*WORK TO BE COMPLETED*. Nothing but an exact repetition of the listing should be returned.
══════════════════════════════
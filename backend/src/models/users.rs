use serde::{Deserialize, Serialize};
use chrono::{DateTime, Utc};
use crate::constants::{ADMIN_ROLE, FALLBACK_DISPLAY_NAME};

#[derive(Debug, Clone, PartialEq, Serialize, Deserialize)]
pub struct Photo {
    pub id: String,
    pub url: String,
}

#[derive(Debug, Clone, Serialize, Deserialize)]
pub struct User {
    pub id: i32,
    pub full_name: Option<String>,
    pub role: String,
    pub is_deleted: bool,
    #[serde(skip_serializing)]
    pub fcm_token: Option<String>,
    pub photos: Vec<Photo>,
    pub created_at: DateTime<Utc>,
    pub updated_at: DateTime<Utc>,
}

impl User {
    pub fn display_name(&self) -> &str {
        self.full_name
            .as_deref()
            .filter(|name| !name.trim().is_empty())
            .unwrap_or(FALLBACK_DISPLAY_NAME)
    }

    /// Device token for push delivery, if the user has registered one.
    pub fn notification_token(&self) -> Option<&str> {
        self.fcm_token.as_deref().filter(|token| !token.is_empty())
    }

    /// First photo doubles as the profile image.
    pub fn profile_image_url(&self) -> Option<&str> {
        self.photos.first().map(|photo| photo.url.as_str())
    }

    pub fn is_admin(&self) -> bool {
        self.role == ADMIN_ROLE
    }
}

/// Public projection of a user, safe to return to other users.
#[derive(Debug, Clone, PartialEq, Serialize, Deserialize)]
pub struct UserProfile {
    pub id: i32,
    pub full_name: Option<String>,
    pub photos: Vec<Photo>,
}

impl From<&User> for UserProfile {
    fn from(user: &User) -> Self {
        Self {
            id: user.id,
            full_name: user.full_name.clone(),
            photos: user.photos.clone(),
        }
    }
}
══════════════════════════════
*ANSWER TO THIS TASK*.
filename backend/src/models/users.rs
use serde::{Deserialize, Serialize};
use chrono::{DateTime, Utc};
use crate::constants::{ADMIN_ROLE, FALLBACK_DISPLAY_NAME};

#[derive(Debug, Clone, PartialEq, Serialize, Deserialize)]
pub struct Photo {
    pub id: String,
    pub url: String,
}

#[derive(Debug, Clone, Serialize, Deserialize)]
pub struct User {
    pub id: i32,
    pub full_name: Option<String>,
    pub role: String,
    pub is_deleted: bool,
    #[serde(skip_serializing)]
    pub fcm_token: Option<String>,
    pub photos: Vec<Photo>,
    pub created_at: DateTime<Utc>,
    pub updated_at: DateTime<Utc>,
}

impl User {
    pub fn display_name(&self) -> &str {
        self.full_name
            .as_deref()
            .filter(|name| !name.trim().is_empty())
            .unwrap_or(FALLBACK_DISPLAY_NAME)
    }

    /// Device token for push delivery, if the user has registered one.
    pub fn notification_token(&self) -> Option<&str> {
        self.fcm_token.as_deref().filter(|token| !token.is_empty())
    }

    /// First photo doubles as the profile image.
    pub fn profile_image_url(&self) -> Option<&str> {
        self.photos.first().map(|photo| photo.url.as_str())
    }

    pub fn is_admin(&self) -> bool {
        self.role == ADMIN_ROLE
    }
}

/// Public projection of a user, safe to return to other users.
#[derive(Debug, Clone, PartialEq, Serialize, Deserialize)]
pub struct UserProfile {
    pub id: i32,
    pub full_name: Option<String>,
    pub photos: Vec<Photo>,
}

impl From<&User> for UserProfile {
    fn from(user: &User) -> Self {
        Self {
            id: user.id,
            full_name: user.full_name.clone(),
            photos: user.photos.clone(),
        }
    }
}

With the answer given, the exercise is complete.